◆ Work item: Extract from the entries below, exactly as given, only the lines from the line containing "filename src/network/discovery.rs" to the line containing "use tokio::sync::RwLock;", both lines included.

(Source data)
——————————

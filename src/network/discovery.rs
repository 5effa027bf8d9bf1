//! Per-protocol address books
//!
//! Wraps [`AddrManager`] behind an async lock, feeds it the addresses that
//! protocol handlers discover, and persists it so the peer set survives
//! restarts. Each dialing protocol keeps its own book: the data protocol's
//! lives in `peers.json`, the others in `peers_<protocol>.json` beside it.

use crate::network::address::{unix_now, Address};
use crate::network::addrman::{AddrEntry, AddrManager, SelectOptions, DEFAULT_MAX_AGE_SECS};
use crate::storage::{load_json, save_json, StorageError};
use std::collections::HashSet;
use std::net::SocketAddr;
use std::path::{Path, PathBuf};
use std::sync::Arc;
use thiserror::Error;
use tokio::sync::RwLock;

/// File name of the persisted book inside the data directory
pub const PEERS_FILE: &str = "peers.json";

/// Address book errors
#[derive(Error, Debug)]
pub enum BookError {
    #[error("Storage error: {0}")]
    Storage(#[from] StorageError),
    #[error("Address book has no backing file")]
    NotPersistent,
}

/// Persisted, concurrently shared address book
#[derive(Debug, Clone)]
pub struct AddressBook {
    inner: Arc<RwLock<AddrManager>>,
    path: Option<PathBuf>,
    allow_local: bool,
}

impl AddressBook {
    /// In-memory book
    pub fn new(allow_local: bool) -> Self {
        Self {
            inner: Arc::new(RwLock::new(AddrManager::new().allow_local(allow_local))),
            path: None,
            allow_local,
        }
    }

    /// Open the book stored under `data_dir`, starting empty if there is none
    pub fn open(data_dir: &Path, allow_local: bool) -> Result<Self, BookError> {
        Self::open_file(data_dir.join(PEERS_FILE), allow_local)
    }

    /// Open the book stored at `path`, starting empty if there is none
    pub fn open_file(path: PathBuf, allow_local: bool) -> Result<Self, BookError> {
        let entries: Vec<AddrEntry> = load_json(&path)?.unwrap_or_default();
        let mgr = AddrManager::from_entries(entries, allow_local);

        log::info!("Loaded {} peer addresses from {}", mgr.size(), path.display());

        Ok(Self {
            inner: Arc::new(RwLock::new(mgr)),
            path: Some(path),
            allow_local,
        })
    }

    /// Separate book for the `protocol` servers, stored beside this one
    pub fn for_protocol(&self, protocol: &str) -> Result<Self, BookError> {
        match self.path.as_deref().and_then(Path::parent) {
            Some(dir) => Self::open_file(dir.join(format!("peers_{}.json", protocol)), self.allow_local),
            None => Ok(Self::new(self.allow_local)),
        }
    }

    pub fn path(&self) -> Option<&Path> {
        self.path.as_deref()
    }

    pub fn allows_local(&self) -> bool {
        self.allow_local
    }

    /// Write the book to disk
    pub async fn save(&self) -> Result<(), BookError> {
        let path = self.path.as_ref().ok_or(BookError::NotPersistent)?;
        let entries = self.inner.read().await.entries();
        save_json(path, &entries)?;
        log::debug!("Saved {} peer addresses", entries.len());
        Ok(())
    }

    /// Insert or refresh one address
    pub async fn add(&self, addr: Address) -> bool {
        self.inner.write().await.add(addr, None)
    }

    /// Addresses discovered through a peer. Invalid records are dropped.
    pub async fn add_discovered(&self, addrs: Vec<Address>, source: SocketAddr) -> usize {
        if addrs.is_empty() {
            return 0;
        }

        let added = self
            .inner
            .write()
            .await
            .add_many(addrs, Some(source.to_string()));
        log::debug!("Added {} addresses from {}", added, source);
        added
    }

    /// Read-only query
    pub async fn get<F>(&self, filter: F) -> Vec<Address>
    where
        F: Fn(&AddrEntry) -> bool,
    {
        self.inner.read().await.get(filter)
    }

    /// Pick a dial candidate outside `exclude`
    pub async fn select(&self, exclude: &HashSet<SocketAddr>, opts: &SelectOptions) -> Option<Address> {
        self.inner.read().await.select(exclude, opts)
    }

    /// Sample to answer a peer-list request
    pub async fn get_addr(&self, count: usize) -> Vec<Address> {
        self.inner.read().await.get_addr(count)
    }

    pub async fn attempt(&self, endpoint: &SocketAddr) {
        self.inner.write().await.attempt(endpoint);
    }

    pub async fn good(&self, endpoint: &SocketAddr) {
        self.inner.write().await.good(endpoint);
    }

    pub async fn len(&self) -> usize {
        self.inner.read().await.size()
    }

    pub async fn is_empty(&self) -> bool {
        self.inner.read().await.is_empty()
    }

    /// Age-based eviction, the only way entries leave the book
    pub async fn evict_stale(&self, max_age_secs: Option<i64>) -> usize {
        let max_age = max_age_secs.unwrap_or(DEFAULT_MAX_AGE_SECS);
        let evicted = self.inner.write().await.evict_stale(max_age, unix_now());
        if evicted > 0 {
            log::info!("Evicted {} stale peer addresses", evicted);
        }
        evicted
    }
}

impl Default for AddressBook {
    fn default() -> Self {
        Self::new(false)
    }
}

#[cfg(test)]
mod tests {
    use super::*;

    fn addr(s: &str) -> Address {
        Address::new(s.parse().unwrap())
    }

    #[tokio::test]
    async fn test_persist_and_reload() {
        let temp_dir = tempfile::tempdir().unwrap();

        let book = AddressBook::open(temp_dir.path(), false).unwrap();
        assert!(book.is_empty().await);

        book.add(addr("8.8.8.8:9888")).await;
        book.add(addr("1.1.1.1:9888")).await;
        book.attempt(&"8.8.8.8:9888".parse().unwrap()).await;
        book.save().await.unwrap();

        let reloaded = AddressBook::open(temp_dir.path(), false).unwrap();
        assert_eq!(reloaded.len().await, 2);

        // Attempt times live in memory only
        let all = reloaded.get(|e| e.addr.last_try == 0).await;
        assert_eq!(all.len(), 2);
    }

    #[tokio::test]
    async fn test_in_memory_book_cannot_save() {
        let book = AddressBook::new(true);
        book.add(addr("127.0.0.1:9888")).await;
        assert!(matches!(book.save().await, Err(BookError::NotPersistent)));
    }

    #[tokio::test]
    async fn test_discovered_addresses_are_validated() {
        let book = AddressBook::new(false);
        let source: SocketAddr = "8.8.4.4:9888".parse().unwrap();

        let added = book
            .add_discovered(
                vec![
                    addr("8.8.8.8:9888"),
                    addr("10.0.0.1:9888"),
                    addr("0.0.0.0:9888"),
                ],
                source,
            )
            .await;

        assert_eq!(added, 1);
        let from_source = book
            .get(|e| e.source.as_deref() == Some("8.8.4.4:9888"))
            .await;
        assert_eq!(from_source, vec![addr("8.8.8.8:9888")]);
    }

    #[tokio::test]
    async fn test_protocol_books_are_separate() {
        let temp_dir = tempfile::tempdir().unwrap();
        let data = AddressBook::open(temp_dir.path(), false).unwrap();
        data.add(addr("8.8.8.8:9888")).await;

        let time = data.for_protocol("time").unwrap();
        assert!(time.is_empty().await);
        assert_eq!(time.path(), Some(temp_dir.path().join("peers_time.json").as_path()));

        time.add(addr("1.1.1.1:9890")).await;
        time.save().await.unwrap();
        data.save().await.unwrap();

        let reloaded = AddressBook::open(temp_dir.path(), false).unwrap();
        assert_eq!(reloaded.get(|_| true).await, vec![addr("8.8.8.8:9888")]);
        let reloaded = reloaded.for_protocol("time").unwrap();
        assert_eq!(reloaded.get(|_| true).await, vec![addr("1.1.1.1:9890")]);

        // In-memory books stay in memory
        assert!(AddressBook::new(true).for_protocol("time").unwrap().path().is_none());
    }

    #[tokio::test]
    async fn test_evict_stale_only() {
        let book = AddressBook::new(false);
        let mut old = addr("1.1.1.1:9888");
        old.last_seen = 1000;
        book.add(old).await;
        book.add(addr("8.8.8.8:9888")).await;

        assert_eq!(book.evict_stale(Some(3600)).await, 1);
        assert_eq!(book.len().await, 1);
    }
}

——————————

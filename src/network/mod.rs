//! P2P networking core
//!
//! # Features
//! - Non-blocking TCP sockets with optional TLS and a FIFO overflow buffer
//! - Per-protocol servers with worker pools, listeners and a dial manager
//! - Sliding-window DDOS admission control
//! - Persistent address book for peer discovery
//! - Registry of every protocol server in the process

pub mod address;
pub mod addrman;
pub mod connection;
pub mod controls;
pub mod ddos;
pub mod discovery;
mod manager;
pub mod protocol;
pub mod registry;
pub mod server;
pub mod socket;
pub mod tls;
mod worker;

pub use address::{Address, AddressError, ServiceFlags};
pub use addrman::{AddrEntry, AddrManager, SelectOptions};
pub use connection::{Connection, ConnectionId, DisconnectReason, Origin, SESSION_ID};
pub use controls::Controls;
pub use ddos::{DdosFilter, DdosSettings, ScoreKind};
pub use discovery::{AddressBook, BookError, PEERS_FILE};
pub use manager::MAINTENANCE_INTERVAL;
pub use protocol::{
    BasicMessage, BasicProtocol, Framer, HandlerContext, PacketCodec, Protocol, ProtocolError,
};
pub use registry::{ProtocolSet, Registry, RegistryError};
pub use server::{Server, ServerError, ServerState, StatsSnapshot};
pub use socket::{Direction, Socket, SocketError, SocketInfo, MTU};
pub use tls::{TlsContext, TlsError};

——————————

◆ Exercise solution:
filename src/network/discovery.rs
repository 5effa027bf8d9bf1
//! Per-protocol address books
//!
//! Wraps [`AddrManager`] behind an async lock, feeds it the addresses that
//! protocol handlers discover, and persists it so the peer set survives
//! restarts. Each dialing protocol keeps its own book: the data protocol's
//! lives in `peers.json`, the others in `peers_<protocol>.json` beside it.

use crate::network::address::{unix_now, Address};
use crate::network::addrman::{AddrEntry, AddrManager, SelectOptions, DEFAULT_MAX_AGE_SECS};
use crate::storage::{load_json, save_json, StorageError};
use std::collections::HashSet;
use std::net::SocketAddr;
use std::path::{Path, PathBuf};
use std::sync::Arc;
use thiserror::Error;
use tokio::sync::RwLock;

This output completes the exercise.